Rafal Bujnowski
27 Mar - 30 Apr 2010
RAFAL BUJNOWSKI
“Oczodoły”
wernisaż: sobota, 27 marca, godz. 18.00-21.00.
wystawa czynna do 30 kwietnia 2010 r.
"Kupiłem mieszkanie na osiedlu gdzie nikt nie chce mieszkać; pożyczyłem pieniądze koledze, który okazał się hazardzistą; pojechałem z córką na narty i przez cały tydzień była taka mgła, że prawie się nie widzieliśmy" - wyjaśnia Rafał Bujnowski. Jego prace są próbą przełożenia codziennego, socjalnego doświadczenia artysty - zwykłego obywatela - na zaawansowane i wyrafinowane formalnie studia malarskie i fotograficzne.

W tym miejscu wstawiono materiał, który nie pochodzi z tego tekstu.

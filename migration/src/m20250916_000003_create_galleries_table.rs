use sea_orm_migration::prelude::*;

#[derive(DeriveMigrationName)]
pub struct Migration;

#[async_trait::async_trait]
impl MigrationTrait for Migration {
    async fn up(&self, manager: &SchemaManager) -> Result<(), DbErr> {
        manager.create_table(
            Table::create()
                .table(Galleries::Table)
                .if_not_exists()
                .col(ColumnDef::new(Galleries::Id).big_integer().not_null().auto_increment().primary_key())
                .col(ColumnDef::new(Galleries::TitleId).string().not_null())
                .col(ColumnDef::new(Galleries::TitleEn).string().null())
                .col(ColumnDef::new(Galleries::TitleAr).string().null())
                .col(ColumnDef::new(Galleries::DescriptionId).text().null())
                .col(ColumnDef::new(Galleries::DescriptionEn).text().null())
                .col(ColumnDef::new(Galleries::DescriptionAr).text().null())
                // Path relatif di storage lokal ("gallery/xxx.jpg") atau URL absolut
                .col(ColumnDef::new(Galleries::ImagePath).string().not_null())
                .col(ColumnDef::new(Galleries::LinkUrl).string().null())
                .col(ColumnDef::new(Galleries::SortOrder).integer().not_null().default(0))
                .col(ColumnDef::new(Galleries::CreatedAt).timestamp_with_time_zone().not_null().default(Expr::current_timestamp()))
                .col(ColumnDef::new(Galleries::UpdatedAt).timestamp_with_time_zone().not_null().default(Expr::current_timestamp()))
                .to_owned(),
        ).await?;

        manager.create_index(
            Index::create()
                .name("idx_galleries_sort_order")
                .table(Galleries::Table)
                .col(Galleries::SortOrder)
                .to_owned(),
        ).await?;

        Ok(())
    }

    async fn down(&self, manager: &SchemaManager) -> Result<(), DbErr> {
        manager.drop_table(Table::drop().table(Galleries::Table).if_exists().to_owned()).await
    }
}

#[derive(Iden)]
enum Galleries {
    Table,
    Id,
    TitleId,
    TitleEn,
    TitleAr,
    DescriptionId,
    DescriptionEn,
    DescriptionAr,
    ImagePath,
    LinkUrl,
    SortOrder,
    CreatedAt,
    UpdatedAt,
}
use std::collections::BTreeMap;
use validator::ValidationErrors;
use crate::utils::api_response::ValidationErrorDetail;

/// Pesan error per field, untuk ditampilkan inline di bawah input.
#[derive(Debug, Default, Clone, serde::Serialize)]
pub struct FormErrors(BTreeMap<String, Vec<String>>);

impl FormErrors {
    pub fn new() -> Self {
        Self::default()
    }

    pub fn add(&mut self, field: &str, message: impl Into<String>) {
        self.0.entry(field.to_string()).or_default().push(message.into());
    }

    pub fn is_empty(&self) -> bool {
        self.0.is_empty()
    }

    pub fn has(&self, field: &str) -> bool {
        self.0.contains_key(field)
    }

    /// Pesan pertama untuk field, seperti `$message` di template.
    pub fn first(&self, field: &str) -> Option<&str> {
        self.0.get(field).and_then(|m| m.first()).map(String::as_str)
    }

    /// Gabungkan error lain; pesan yang sudah ada tetap di depan.
    pub fn extend(&mut self, other: FormErrors) {
        for (field, messages) in other.0 {
            self.0.entry(field).or_default().extend(messages);
        }
    }

    pub fn merge(&mut self, errors: ValidationErrors) {
        for (field, kinds) in errors.field_errors() {
            for err in kinds {
                let message = err
                    .message
                    .clone()
                    .map(|m| m.to_string())
                    .unwrap_or_else(|| "Nilai tidak valid.".to_string());
                self.add(&field.to_string(), message);
            }
        }
    }
}

impl From<ValidationErrors> for FormErrors {
    fn from(errors: ValidationErrors) -> Self {
        let mut form_errors = FormErrors::new();
        form_errors.merge(errors);
        form_errors
    }
}

// Convert validator errors to our custom struct list
pub fn map_validation_errors(errors: ValidationErrors) -> Vec<ValidationErrorDetail> {
    let mut details = Vec::new();

    for (field, error_kind) in errors.field_errors() {
        for err in error_kind {
            details.push(ValidationErrorDetail {
                field: field.to_string(),
                title: err.code.to_string(),
                message: err.message.clone().map(|m| m.to_string()).unwrap_or_else(|| "Invalid value".to_string()),
            });
        }
    }

    details
}
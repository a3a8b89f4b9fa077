pub mod article_handler;
pub mod gallery_handler;
pub mod tag_handler;

use axum::response::IntoResponse;
use chrono::{Utc, FixedOffset};
use crate::utils::api_response::ResponseBuilder;

pub async fn health_check_handler() -> impl IntoResponse {
    let now = match FixedOffset::east_opt(8 * 3600) {
        Some(offset) => Utc::now().with_timezone(&offset).to_rfc3339(),
        None => Utc::now().to_rfc3339(),
    };

    ResponseBuilder::success(
        "HEALTH_CHECK_SUCCESS",
        "Server is healthy",
        serde_json::json!({
            "status": "up",
            "server_time": now,
            "timezone": "UTC+8 (WITA)"
        })
    )
}

/// Teks banner setelah redirect (`?status=created` dst).
pub(crate) fn flash_message(status: Option<&str>) -> Option<String> {
    let text = match status? {
        "created" => "Data berhasil disimpan.",
        "updated" => "Data berhasil diperbarui.",
        "deleted" => "Data berhasil dihapus.",
        "recounted" => "Jumlah pemakaian tag berhasil dihitung ulang.",
        _ => return None,
    };
    Some(text.to_string())
}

Charakterystyczne dla wielu prac Bujnowskiego napięcie między mechanicznością i automatyzmem działania malarskiego a kwestią obrazu jako reprezentacji, znajduje w najnowszych pracach swoje rozwinięcie. Środki formalne, którymi posługuje się jako malarz są coraz bardziej doskonałe. Monumentalne obrazy z serii "Oczodoły" uwodzą mimetyzmem powłoki malarskiej: rzadka, rozcieńczona terpentyną i swobodnie wsiąkająca w płótno farba doskonalne imituję fakturę surowej, betonowej ściany. Czarne, połyskujące w świetle czeluście otworów okiennych są wyrafinowanym cytatem z poprzedniego wielkiego cyklu artysty - "Lamp Black" - w którym fizyczne właściwości farby determinują głębię przestrzenną, narrację i sens obrazów. Zarazem, ta oszczędna gama środków tworzy całość o dobitnie realistycznym charakterze. Zimne, architektoniczne kadry przedstawiają fragmenty nieukończonego apartamentowca, wpisując się nie tylko w bieżącą aurę kryzysu na rynku deweloperskim, ale również w jakże polski topos "niedokończonego domu", symbol nieokiełznanych aspiracji i ograniczonych możliwości, gorączkowego zapału i codziennego zaniechania, pieniędzy i ich braku.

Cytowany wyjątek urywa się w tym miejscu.